Menyusul pemberontakan berdarah pada tahun 2011 yang menggulingkan rezim Muammar Khadafi, Negara Islam Irak dan Suriah (ISIS) telah memanfaatkan kekosongan politik dan keamanan di Libya. Aktivitasnya mulai terlihat pada November 2014 dan terus menunjukkan peningkatan di negeri itu. Sejak itu, Libya disebut-sebut menjadi basis ISIS paling kuat di luar Suriah dan Irak.
Penyebaran ISIS di Libya juga telah menyebabkan kekhawatiran negara-negara tetangganya. Pejabat keamanan Senegal mengungkapkan pada Maret 2016, “pengaruh ISIS menyebar bahkan ke Senegal. Jika kita tidak memiliki upaya multinasional, ISIS akan menyebar lebih luas.”
Amerika Serikat pernah meluncurkan serangan udara yang menargetkan markas ISIS di kota pesisir, Sirte, pada 1 Agustus 2016, setelah pemerintah persatuan Libya (GNA) yang didukung Perserikatan Bangsa-Bangsa (PBB) meminta bantuan internasional untuk memerangi militan ISIS. Upaya Libya merebut kota Sirte dari ISIS telah dimulai sejak Mei tahun ini.
Di Libya, ISIS menjadi kelompok terkuat di antara militan Islamis yang lain. Sejumlah kelompok ekstremis Islamis bersaing dengan ISIS, terutama Anshar Syariah Libya yang berafiliasi dengan al-Qaidah.
Anshar Syariah Libya adalah kelompok jihad yang berusaha menerapkan syariah (negara Islam) di Libya. Kelompok ini muncul pada tahun 2011 selama perang sipil terjadi di Libya. Kelompok ini menyerang konsulat AS di Benghazi, menewaskan empat warga Amerika, termasuk Duta Besar AS Christopher Stevans.
Sejak 2012, Anshar Syariah telah meningkatkan hubungan dengan kelompok-kelompok jihad transnasional. Bahkan pemimpin kelompok ini, Mohamed al-Zahawi, telah secara terbuka menyatakan dukungannya terhadap al-Qaidah.
Meskipun banyak pengamat mengatakan Anshar Syariah memiliki agenda yang selaras dengan ISIS (menerapkan syariah), kemunculan ISIS sebenarnya merupakan ancaman besar bagi Anshar Syariah. Seperti kelompok-kelompok Islamis lainnya, Anshar Syariah menolak seruan untuk bersumpah setia kepada pemimpin ISIS, Abu Bakar al-Baghdadi.
Anshar Syariah diketahui menderita kerugian, banyak anggotanya membelot pada ISIS. Dalam rentang tahun 2014-2015 kota-kota di Libya, yang didominasi Anshar Syariah, berpindah tangan ke ISIS.

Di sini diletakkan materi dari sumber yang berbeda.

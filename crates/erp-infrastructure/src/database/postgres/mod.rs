//! PostgreSQL repository implementations

pub mod customer_repo_impl;
pub mod ledger_repo_impl;
pub mod product_repo_impl;
pub mod sales_order_repo_impl;
pub mod tenant_repo_impl;
pub mod user_repo_impl;

pub use customer_repo_impl::PgCustomerRepository;
pub use ledger_repo_impl::PgLedgerRepository;
pub use product_repo_impl::PgProductRepository;
pub use sales_order_repo_impl::PgSalesOrderRepository;
pub use tenant_repo_impl::PgTenantRepository;
pub use user_repo_impl::PgUserRepository;
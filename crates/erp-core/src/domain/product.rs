//! Product domain entity

use chrono::{DateTime, Utc};
use serde::{Deserialize, Serialize};
use uuid::Uuid;
use validator::Validate;

#[derive(Debug, Clone, Serialize, Deserialize, Validate)]
pub struct Product {
    pub id: Uuid,
    pub tenant_id: Uuid,

    #[validate(length(min = 1, max = 200, message = "Name is required"))]
    pub name: String,

    #[validate(length(max = 1000, message = "Description too long"))]
    pub description: Option<String>,

    #[validate(range(min = 0.0, message = "Price must not be negative"))]
    pub price: f64,

    #[validate(range(min = 0, message = "Stock must not be negative"))]
    pub stock: i32,

    pub created_at: DateTime<Utc>,
}

impl Product {
    pub fn new(
        tenant_id: Uuid,
        name: String,
        description: Option<String>,
        price: f64,
        stock: i32,
    ) -> Result<Self, validator::ValidationErrors> {
        let product = Self {
            id: Uuid::new_v4(),
            tenant_id,
            name: name.trim().to_string(),
            description: description
                .map(|d| d.trim().to_string())
                .filter(|d| !d.is_empty()),
            price,
            stock,
            created_at: Utc::now(),
        };

        product.validate()?;
        Ok(product)
    }
}

/// Mutable product fields for conditional updates.
#[derive(Debug, Clone, Serialize, Deserialize, Validate)]
pub struct ProductUpdate {
    #[validate(length(min = 1, max = 200, message = "Name is required"))]
    pub name: String,

    #[validate(length(max = 1000, message = "Description too long"))]
    pub description: Option<String>,

    #[validate(range(min = 0.0, message = "Price must not be negative"))]
    pub price: f64,

    #[validate(range(min = 0, message = "Stock must not be negative"))]
    pub stock: i32,
}

#[cfg(test)]
mod tests {
    use super::*;

    #[test]
    fn test_create_product() {
        let product = Product::new(
            Uuid::new_v4(),
            "Widget".to_string(),
            Some("A widget".to_string()),
            9.99,
            100,
        );
        assert!(product.is_ok());
    }

    #[test]
    fn test_negative_price_rejected() {
        let product = Product::new(Uuid::new_v4(), "Widget".to_string(), None, -1.0, 10);
        assert!(product.is_err());
    }

    #[test]
    fn test_negative_stock_rejected() {
        let product = Product::new(Uuid::new_v4(), "Widget".to_string(), None, 1.0, -10);
        assert!(product.is_err());
    }
}
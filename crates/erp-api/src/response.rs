//! API Response wrapper

use chrono::Utc;
use serde::Serialize;

#[derive(Serialize)]
pub struct ApiResponse<T: Serialize> {
    pub success: bool,
    pub data: Option<T>,
    pub error: Option<ApiError>,
    pub timestamp: String,
}

#[derive(Serialize)]
pub struct ApiError {
    pub code: String,
    pub message: String,
}

impl<T: Serialize> ApiResponse<T> {
    pub fn success(data: T) -> Self {
        Self {
            success: true,
            data: Some(data),
            error: None,
            timestamp: Utc::now().to_rfc3339(),
        }
    }

    pub fn error(code: &str, message: &str) -> Self {
        Self {
            success: false,
            data: None,
            error: Some(ApiError {
                code: code.to_string(),
                message: message.to_string(),
            }),
            timestamp: Utc::now().to_rfc3339(),
        }
    }
}

#[cfg(test)]
mod tests {
    use super::*;

    #[test]
    fn test_success_envelope() {
        let response = ApiResponse::success(42);
        let json = serde_json::to_value(&response).unwrap();
        assert_eq!(json["success"], true);
        assert_eq!(json["data"], 42);
        assert!(json["error"].is_null());
    }

    #[test]
    fn test_error_envelope() {
        let response = ApiResponse::<()>::error("NOT_FOUND", "Customer not found");
        let json = serde_json::to_value(&response).unwrap();
        assert_eq!(json["success"], false);
        assert_eq!(json["error"]["code"], "NOT_FOUND");
        assert_eq!(json["error"]["message"], "Customer not found");
    }
}
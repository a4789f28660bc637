//! Health check handler

use axum::Json;
use serde::Serialize;

use crate::response::ApiResponse;

#[derive(Debug, Serialize)]
pub struct HealthStatus {
    pub status: &'static str,
}

/// Liveness probe - GET /health
pub async fn health_check() -> Json<ApiResponse<HealthStatus>> {
    Json(ApiResponse::success(HealthStatus { status: "ok" }))
}
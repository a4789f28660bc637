// ============================================================================
// ERP Infrastructure - PostgreSQL User Repository
// File: crates/erp-infrastructure/src/database/postgres/user_repo_impl.rs
// ============================================================================

use async_trait::async_trait;
use chrono::{DateTime, Utc};
use sqlx::{FromRow, PgPool};
use tracing::info;
use uuid::Uuid;

use erp_core::domain::{User, UserRole};
use erp_core::error::DomainError;
use erp_core::repositories::UserRepository;

use crate::database::db_error;

pub struct PgUserRepository {
    pool: PgPool,
}

impl PgUserRepository {
    pub fn new(pool: PgPool) -> Self {
        Self { pool }
    }
}

// Internal row type for SQLx mapping
#[derive(Debug, FromRow)]
struct UserRow {
    pub id: Uuid,
    pub tenant_id: Option<Uuid>,
    pub email: String,
    pub password_hash: String,
    pub role: String,
    pub created_at: DateTime<Utc>,
}

impl From<UserRow> for User {
    fn from(row: UserRow) -> Self {
        User {
            id: row.id,
            tenant_id: row.tenant_id,
            email: row.email,
            password_hash: row.password_hash,
            role: UserRole::from_str(&row.role).unwrap_or(UserRole::Admin),
            created_at: row.created_at,
        }
    }
}

#[async_trait]
impl UserRepository for PgUserRepository {
    async fn find_by_id(&self, id: &Uuid) -> Result<Option<User>, DomainError> {
        let row: Option<UserRow> = sqlx::query_as(
            r#"
            SELECT id, tenant_id, email, password_hash, role, created_at
            FROM users
            WHERE id = $1
            "#,
        )
        .bind(id)
        .fetch_optional(&self.pool)
        .await
        .map_err(|e| db_error("finding user by id", e))?;

        Ok(row.map(|r| r.into()))
    }

    async fn find_by_email(&self, email: &str) -> Result<Option<User>, DomainError> {
        let row: Option<UserRow> = sqlx::query_as(
            r#"
            SELECT id, tenant_id, email, password_hash, role, created_at
            FROM users
            WHERE LOWER(email) = LOWER($1)
            "#,
        )
        .bind(email)
        .fetch_optional(&self.pool)
        .await
        .map_err(|e| db_error("finding user by email", e))?;

        Ok(row.map(|r| r.into()))
    }

    async fn create(&self, user: &User) -> Result<User, DomainError> {
        info!("Creating user with email: {}", user.email);

        let row: UserRow = sqlx::query_as(
            r#"
            INSERT INTO users (id, tenant_id, email, password_hash, role, created_at)
            VALUES ($1, $2, $3, $4, $5, $6)
            RETURNING id, tenant_id, email, password_hash, role, created_at
            "#,
        )
        .bind(user.id)
        .bind(user.tenant_id)
        .bind(&user.email)
        .bind(&user.password_hash)
        .bind(user.role.as_str())
        .bind(user.created_at)
        .fetch_one(&self.pool)
        .await
        .map_err(|e| {
            let msg = e.to_string();
            if msg.contains("unique") || msg.contains("duplicate") {
                DomainError::EmailAlreadyExists(user.email.clone())
            } else {
                db_error("creating user", e)
            }
        })?;

        Ok(row.into())
    }
}
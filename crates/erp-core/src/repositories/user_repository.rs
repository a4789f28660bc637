//! User repository trait (port)

use async_trait::async_trait;
use uuid::Uuid;

use crate::domain::User;
use crate::error::DomainError;

#[cfg_attr(test, mockall::automock)]
#[async_trait]
pub trait UserRepository: Send + Sync {
    async fn find_by_id(&self, id: &Uuid) -> Result<Option<User>, DomainError>;
    async fn find_by_email(&self, email: &str) -> Result<Option<User>, DomainError>;
    async fn create(&self, user: &User) -> Result<User, DomainError>;
}
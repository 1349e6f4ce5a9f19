//! Shipped calendar definitions.
//!
//! Each definition is pure configuration: an ordered period type list, one
//! root structure per calendar, and nested child lists in which all leap
//! and intercalary knowledge is encoded as differently shaped siblings.
//! The resolver in [`crate::resolver`] has none of it.
//!
//! Both definitions live in `Lazy` statics, built and validated once at
//! first use and read-only afterward.

pub mod bulgar;
pub mod gregorian;
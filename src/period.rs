//! period.rs
//!
//! The declarative data model that drives the resolver: period types,
//! the ordered type registry, period structures, and the calendar
//! definition that binds them together.
//!
//! Nothing in this module computes a date. A calendar is *described* as a
//! tree of [`PeriodStructure`] nodes, each declaring its exact length in
//! days and the ordered list of sub-periods it contains, and the
//! resolver in [`crate::resolver`] walks that description. All leap-year
//! and intercalary-day knowledge lives in the trees built by
//! [`crate::definitions`]; the algorithm has none.
//!
//! Structures are immutable after construction and shared via [`Arc`], so
//! identical shapes (every 31-day January in a 400-year cycle, say) are a
//! single node. A [`CalendarDefinition`] is built once, validated in its
//! constructor, and read-only afterward, which makes it safe to share
//! across threads without locks.

use std::sync::Arc;

use crate::error::CalendarError;
use crate::names::NameTable;

/// One named granularity level of a calendar hierarchy.
///
/// Ordinal 0 is the finest type (the day); higher ordinals are coarser.
#[derive(Debug, Clone, Copy, PartialEq, Eq)]
pub struct PeriodType {
    /// Unique name of the level, e.g. `"month"`.
    pub name: &'static str,
    /// Position in the registry; 0 = finest.
    pub ordinal: usize,
}

/// Ordered list of period types, finest first.
///
/// The registry length is fixed per calendar definition and equals the
/// length of every instance array the resolver produces for it.
///
/// ```
/// # use calendarium::PeriodTypeRegistry;
/// let reg = PeriodTypeRegistry::new(&["day", "month", "year"]);
/// assert_eq!(reg.len(), 3);
/// assert_eq!(reg.finest().name, "day");
/// assert_eq!(reg.coarsest().name, "year");
/// ```
#[derive(Debug, Clone)]
pub struct PeriodTypeRegistry {
    types: Vec<PeriodType>,
}

impl PeriodTypeRegistry {
    /// Builds a registry from type names ordered finest to coarsest.
    pub fn new(names: &[&'static str]) -> Self {
        let types = names
            .iter()
            .enumerate()
            .map(|(ordinal, name)| PeriodType { name, ordinal })
            .collect();
        PeriodTypeRegistry { types }
    }

    /// Number of period types.
    pub fn len(&self) -> usize {
        self.types.len()
    }

    /// `true` when the registry holds no types.
    pub fn is_empty(&self) -> bool {
        self.types.is_empty()
    }

    /// The ordered type list, finest first.
    pub fn types(&self) -> &[PeriodType] {
        &self.types
    }

    /// The type at the given ordinal, if any.
    pub fn get(&self, ordinal: usize) -> Option<&PeriodType> {
        self.types.get(ordinal)
    }

    /// The finest type. Panics on an empty registry, which
    /// [`CalendarDefinition::new`] rejects before anything else runs.
    pub fn finest(&self) -> &PeriodType {
        &self.types[0]
    }

    /// The coarsest type.
    pub fn coarsest(&self) -> &PeriodType {
        &self.types[self.types.len() - 1]
    }
}

/// One concrete possible shape of a period of a given type.
///
/// A structure declares its total length in days, the ordered list of
/// child structures one type level below it, and a precomputed table of
/// how many complete periods of each finer type it contains (used by the
/// resolver for absolute counting). Irregular siblings such as a 29-day
/// February or a trailing one-day intercalary period are just differently
/// shaped entries in a parent's child list.
#[derive(Debug)]
pub struct PeriodStructure {
    type_ordinal: usize,
    name_key: String,
    days: i64,
    children: Vec<Arc<PeriodStructure>>,
    /// `unit_counts[t]` = complete type-`t` periods contained in one
    /// occurrence of this structure; own ordinal entry is always 1.
    unit_counts: Vec<i64>,
}

impl PeriodStructure {
    /// Builds a childless structure (a unit of the finest type, or a leaf
    /// of a one-day intercalary chain).
    ///
    /// ```
    /// # use calendarium::PeriodStructure;
    /// let day = PeriodStructure::unit(0, "day", 1);
    /// assert_eq!(day.days(), 1);
    /// assert_eq!(day.unit_count(0), 1);
    /// ```
    pub fn unit(type_ordinal: usize, name_key: &str, days: i64) -> Arc<Self> {
        let mut unit_counts = vec![0; type_ordinal + 1];
        unit_counts[type_ordinal] = 1;
        Arc::new(PeriodStructure {
            type_ordinal,
            name_key: name_key.to_string(),
            days,
            children: Vec::new(),
            unit_counts,
        })
    }

    /// Builds a structure with an explicitly declared length and an ordered
    /// child list. The declared length is taken at face value here; the
    /// correctness checker reports any mismatch against the children's sum.
    pub fn composite(
        type_ordinal: usize,
        name_key: &str,
        days: i64,
        children: Vec<Arc<PeriodStructure>>,
    ) -> Arc<Self> {
        let mut unit_counts = vec![0; type_ordinal + 1];
        unit_counts[type_ordinal] = 1;
        for child in &children {
            for (t, n) in child.unit_counts.iter().enumerate() {
                unit_counts[t] += n;
            }
        }
        Arc::new(PeriodStructure {
            type_ordinal,
            name_key: name_key.to_string(),
            days,
            children,
            unit_counts,
        })
    }

    /// Like [`composite`](Self::composite), with the length derived from
    /// the children instead of declared.
    pub fn from_children(
        type_ordinal: usize,
        name_key: &str,
        children: Vec<Arc<PeriodStructure>>,
    ) -> Arc<Self> {
        let days = children.iter().map(|c| c.days).sum();
        Self::composite(type_ordinal, name_key, days, children)
    }

    /// Ordinal of the period type this structure belongs to.
    pub fn type_ordinal(&self) -> usize {
        self.type_ordinal
    }

    /// Language-independent key for display-name lookup.
    pub fn name_key(&self) -> &str {
        &self.name_key
    }

    /// Total length of one occurrence of this structure, in days.
    pub fn days(&self) -> i64 {
        self.days
    }

    /// The ordered sub-periods, one type level below this structure.
    pub fn children(&self) -> &[Arc<PeriodStructure>] {
        &self.children
    }

    /// Complete type-`t` periods contained in one occurrence of this
    /// structure (0 for types coarser than this structure's own).
    pub fn unit_count(&self, type_ordinal: usize) -> i64 {
        self.unit_counts.get(type_ordinal).copied().unwrap_or(0)
    }

    /// The full per-type containment table, indexed by type ordinal.
    pub fn unit_counts(&self) -> &[i64] {
        &self.unit_counts
    }
}

/// A complete calendar: a type registry, the single root structure of the
/// coarsest type, the epoch offset, and the locale name table.
///
/// The epoch offset is the signed number of days from the fixed reference
/// instant (1970-01-01) to day 0 of the calendar; the resolver works in
/// day counts relative to the calendar's own epoch.
#[derive(Debug)]
pub struct CalendarDefinition {
    name: &'static str,
    registry: PeriodTypeRegistry,
    root: Arc<PeriodStructure>,
    epoch_offset_days: i64,
    names: Arc<NameTable>,
}

impl CalendarDefinition {
    /// Builds and validates a calendar definition.
    ///
    /// `root_candidates` holds the candidate structures for the coarsest
    /// type; exactly one must be supplied. The whole structure tree is
    /// validated eagerly: positive lengths everywhere, children exactly one
    /// type level below their parent, no children below the finest type and
    /// no childless structures above it.
    ///
    /// # Errors
    ///
    /// Any violation is a configuration error
    /// ([`CalendarError::AmbiguousRoot`], [`CalendarError::EmptyRegistry`],
    /// [`CalendarError::NonPositiveLength`],
    /// [`CalendarError::BrokenTypeChain`],
    /// [`CalendarError::MissingChildren`],
    /// [`CalendarError::ChildrenBelowFinest`]) and fails construction;
    /// no partially valid definition is ever returned.
    pub fn new(
        name: &'static str,
        registry: PeriodTypeRegistry,
        mut root_candidates: Vec<Arc<PeriodStructure>>,
        epoch_offset_days: i64,
        names: NameTable,
    ) -> Result<Self, CalendarError> {
        if registry.is_empty() {
            return Err(CalendarError::EmptyRegistry {
                calendar: name.to_string(),
            });
        }
        if root_candidates.len() != 1 {
            return Err(CalendarError::AmbiguousRoot {
                calendar: name.to_string(),
                count: root_candidates.len(),
            });
        }
        let root = root_candidates.remove(0);
        if root.type_ordinal() != registry.coarsest().ordinal {
            return Err(CalendarError::BrokenTypeChain {
                parent: name.to_string(),
                parent_level: registry.coarsest().ordinal,
                child: root.name_key().to_string(),
                child_level: root.type_ordinal(),
            });
        }
        validate_structure(&root)?;
        Ok(CalendarDefinition {
            name,
            registry,
            root,
            epoch_offset_days,
            names: Arc::new(names),
        })
    }

    /// Name of this calendar definition.
    pub fn name(&self) -> &'static str {
        self.name
    }

    /// The ordered period type registry.
    pub fn registry(&self) -> &PeriodTypeRegistry {
        &self.registry
    }

    /// The single root structure of the coarsest type.
    pub fn root(&self) -> &Arc<PeriodStructure> {
        &self.root
    }

    /// Days from the 1970-01-01 reference instant to day 0 of this calendar.
    pub fn epoch_offset_days(&self) -> i64 {
        self.epoch_offset_days
    }

    /// The locale name table consulted by
    /// [`PeriodInstance::name`](crate::resolver::PeriodInstance::name).
    pub fn names(&self) -> &Arc<NameTable> {
        &self.names
    }
}

/// Recursive structural validation shared by every node of the tree.
fn validate_structure(structure: &PeriodStructure) -> Result<(), CalendarError> {
    if structure.days() <= 0 {
        return Err(CalendarError::NonPositiveLength {
            name: structure.name_key().to_string(),
            days: structure.days(),
        });
    }
    if structure.type_ordinal() == 0 {
        if !structure.children().is_empty() {
            return Err(CalendarError::ChildrenBelowFinest {
                name: structure.name_key().to_string(),
                count: structure.children().len(),
            });
        }
        return Ok(());
    }
    if structure.children().is_empty() {
        return Err(CalendarError::MissingChildren {
            name: structure.name_key().to_string(),
            level: structure.type_ordinal(),
        });
    }
    for child in structure.children() {
        if child.type_ordinal() + 1 != structure.type_ordinal() {
            return Err(CalendarError::BrokenTypeChain {
                parent: structure.name_key().to_string(),
                parent_level: structure.type_ordinal(),
                child: child.name_key().to_string(),
                child_level: child.type_ordinal(),
            });
        }
        validate_structure(child)?;
    }
    Ok(())
}
//! dateentry.rs
//!
//! Two-way conversion between manual date-entry strings (`DD.MM.YYYY`)
//! and Gregorian day counts, for the rendering layer's date field and its
//! forward/back navigation links.
//!
//! Day counts produced here are relative to the Gregorian definition's
//! epoch (2000-01-01) and feed straight into
//! [`resolve`](crate::resolve) against
//! [`GREGORIAN`](crate::definitions::gregorian::GREGORIAN); the matching
//! ancient-Bulgarian day count for the same civil date is obtained by
//! shifting with the two definitions' epoch offsets.

use chrono::{Datelike, NaiveDate};
use lazy_static::lazy_static;
use regex::Regex;

use crate::definitions::gregorian::EPOCH_OFFSET_DAYS;
use crate::error::CalendarError;
use crate::resolver::MAX_DAY_SPAN;

lazy_static! {
    /// `DD.MM.YYYY`, tolerating one-digit day/month and a signed year.
    static ref DATE_ENTRY: Regex =
        Regex::new(r"^\s*(\d{1,2})\.(\d{1,2})\.(-?\d{1,6})\s*$").unwrap();
}

/// The civil date of the Gregorian definition's day 0.
fn anchor() -> NaiveDate {
    NaiveDate::from_ymd_opt(2000, 1, 1).unwrap()
}

/// Parses a `DD.MM.YYYY` string into a day count from 2000-01-01.
///
/// ```
/// # use calendarium::dateentry::parse_date;
/// assert_eq!(parse_date("01.01.2000").unwrap(), 0);
/// assert_eq!(parse_date("29.02.2024").unwrap(), 8825);
/// assert!(parse_date("29.02.2023").is_err()); // not a leap year
/// assert!(parse_date("2024-02-29").is_err()); // wrong shape
/// ```
///
/// # Errors
///
/// [`CalendarError::BadDateString`] when the input does not match the
/// `DD.MM.YYYY` shape or names a day that does not exist.
pub fn parse_date(input: &str) -> Result<i64, CalendarError> {
    let bad = || CalendarError::BadDateString {
        input: input.to_string(),
    };
    let caps = DATE_ENTRY.captures(input).ok_or_else(bad)?;
    let day: u32 = caps[1].parse().map_err(|_| bad())?;
    let month: u32 = caps[2].parse().map_err(|_| bad())?;
    let year: i32 = caps[3].parse().map_err(|_| bad())?;
    let date = NaiveDate::from_ymd_opt(year, month, day).ok_or_else(bad)?;
    Ok(date.signed_duration_since(anchor()).num_days())
}

/// Formats a day count from 2000-01-01 as a `DD.MM.YYYY` string.
///
/// ```
/// # use calendarium::dateentry::format_date;
/// assert_eq!(format_date(8825).unwrap(), "29.02.2024");
/// assert_eq!(format_date(-1).unwrap(), "31.12.1999");
/// ```
///
/// # Errors
///
/// [`CalendarError::OutOfRange`] when the day count leaves the supported
/// span.
pub fn format_date(day_count: i64) -> Result<String, CalendarError> {
    if day_count.abs() > MAX_DAY_SPAN {
        return Err(CalendarError::OutOfRange {
            day_count,
            max: MAX_DAY_SPAN,
        });
    }
    let date = anchor()
        .checked_add_signed(chrono::Duration::days(day_count))
        .ok_or(CalendarError::OutOfRange {
            day_count,
            max: MAX_DAY_SPAN,
        })?;
    Ok(format!(
        "{:02}.{:02}.{:04}",
        date.day(),
        date.month(),
        date.year()
    ))
}

/// Shifts a `DD.MM.YYYY` string by `days` (possibly negative) and returns
/// the new string: the arithmetic behind "previous day" / "next day"
/// links.
///
/// ```
/// # use calendarium::dateentry::shift_date;
/// assert_eq!(shift_date("28.02.2023", 1).unwrap(), "01.03.2023");
/// assert_eq!(shift_date("01.03.2024", -1).unwrap(), "29.02.2024");
/// ```
///
/// # Errors
///
/// The failure modes of [`parse_date`] and [`format_date`].
pub fn shift_date(input: &str, days: i64) -> Result<String, CalendarError> {
    format_date(parse_date(input)? + days)
}

/// Converts a Gregorian day count into the ancient-Bulgarian day count of
/// the same civil day.
pub fn to_bulgar_day_count(gregorian_day_count: i64) -> i64 {
    gregorian_day_count + EPOCH_OFFSET_DAYS
        - crate::definitions::bulgar::EPOCH_OFFSET_DAYS
}
use crate::dom::{Tree, escape};
use crate::error::{EmptyResultError, ViewError};
use crate::reconciler::{self, ReconcileReport};

pub mod markup;

pub const ICONS: &str = "icons.svg";

/// Turns a data snapshot into markup for one kind of view.
pub trait MarkupGenerator {
    type Data: ?Sized;

    fn generate(&self, data: &Self::Data) -> String;

    /// Data that should show the error message instead of markup.
    fn is_empty(&self, _data: &Self::Data) -> bool {
        false
    }

    fn error_message(&self) -> &str;

    fn success_message(&self) -> &str {
        ""
    }
}

#[derive(Debug, Clone, Copy, PartialEq, Eq)]
pub enum MessageKind {
    Success,
    Error,
}

/// What a container currently shows.
#[derive(Debug, Clone, Copy, PartialEq, Eq)]
pub enum ViewStatus {
    Empty,
    Spinner,
    Message(MessageKind),
    Content,
}

/// A container plus the generator that fills it.
///
/// `render` rebuilds the container from scratch. `update` patches it in
/// place and is only allowed once content has been rendered.
pub struct View<G> {
    generator: G,
    container: Tree,
    status: ViewStatus,
}

impl<G: MarkupGenerator> View<G> {
    pub fn new(container: &str, generator: G) -> Self {
        View {
            generator,
            container: Tree::new(container),
            status: ViewStatus::Empty,
        }
    }

    pub fn status(&self) -> ViewStatus {
        self.status
    }

    pub fn container(&self) -> &Tree {
        &self.container
    }

    pub fn container_mut(&mut self) -> &mut Tree {
        &mut self.container
    }

    /// Markup for `data` without touching the container.
    pub fn markup(&self, data: &G::Data) -> Result<String, EmptyResultError> {
        if self.generator.is_empty(data) {
            return Err(EmptyResultError);
        }
        Ok(self.generator.generate(data))
    }

    /// Full render. Empty data shows the error message instead.
    pub fn render(&mut self, data: &G::Data) {
        match self.markup(data) {
            Ok(markup) => {
                self.replace_content(&markup);
                self.transition(ViewStatus::Content);
            }
            Err(EmptyResultError) => self.render_message(MessageKind::Error, None),
        }
    }

    /// Patch the rendered content to match `data`.
    pub fn update(&mut self, data: &G::Data) -> Result<ReconcileReport, ViewError> {
        if self.status != ViewStatus::Content {
            return Err(ViewError::NotShowingContent);
        }
        let markup = self.generator.generate(data);
        Ok(reconciler::reconcile(&mut self.container, &markup))
    }

    pub fn render_spinner(&mut self) {
        let markup = format!(
            r#"<div class="spinner"><svg><use href="{ICONS}#icon-loader"></use></svg></div>"#
        );
        self.replace_content(&markup);
        self.transition(ViewStatus::Spinner);
    }

    /// Show a message panel, falling back to the view's default text.
    pub fn render_message(&mut self, kind: MessageKind, message: Option<&str>) {
        let (symbol, default) = match kind {
            MessageKind::Success => ("smile", self.generator.success_message()),
            MessageKind::Error => ("alert-triangle", self.generator.error_message()),
        };
        let msg = escape(message.unwrap_or(default));
        let markup = format!(
            r#"<div class="message"><div><svg><use href="{ICONS}#icon-{symbol}"></use></svg></div><p>{msg}</p></div>"#
        );
        self.replace_content(&markup);
        self.transition(ViewStatus::Message(kind));
    }

    fn replace_content(&mut self, markup: &str) {
        self.container.clear();
        self.container.insert_markup(markup);
    }

    fn transition(&mut self, next: ViewStatus) {
        if self.status != next {
            log::debug!("view {:?} -> {:?}", self.status, next);
        }
        self.status = next;
    }
}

Pada Desember 2014, pejabat AS melaporkan bahwa ISIS telah membangun kamp pelatihan militan di Libya. Pada Januari 2015, Wissam Abdul Zaid al-Jubori, mantan perwira Pasukan Khusus Irak yang menjadi petinggi ISIS, diketahui dikirim ke Libya untuk membantu mendirikan cabang ISIS di Tripoli. ISIS membagi Libya menjadi tiga provinsi (wilayat) di bawah kekhalifahannya: Tarablus (Tripoli), Fezzan, dan Barqa.
Seorang komandan pasukan Libya melaporkan banyak pejuang asing di dalam tubuh ISIS. Laporan lain menemukan bahwa banyak jihadis asing Eropa semakin tertarik bergabung ISIS di Libya untuk menghindari deteksi pemerintah. Ini mengingat bandara di Eropa semakin ketat. Banyak calon militan menyeberang melalui jalur laut ke Italia, kemudian berlayar ke Tunisia lantas menyeberang ke Libya.
Pada musim semi 2015, ISIS semakin berkembang di Libya ditandai dengan keberhasilan mereka merebut kota pesisir di Sirte dan Bandara Sirte (Mei 2015). Pada Maret 2016, PBB memperkirakan lebih 1.000-1.500 warga Tunisia bergabung ke ISIS di Libya.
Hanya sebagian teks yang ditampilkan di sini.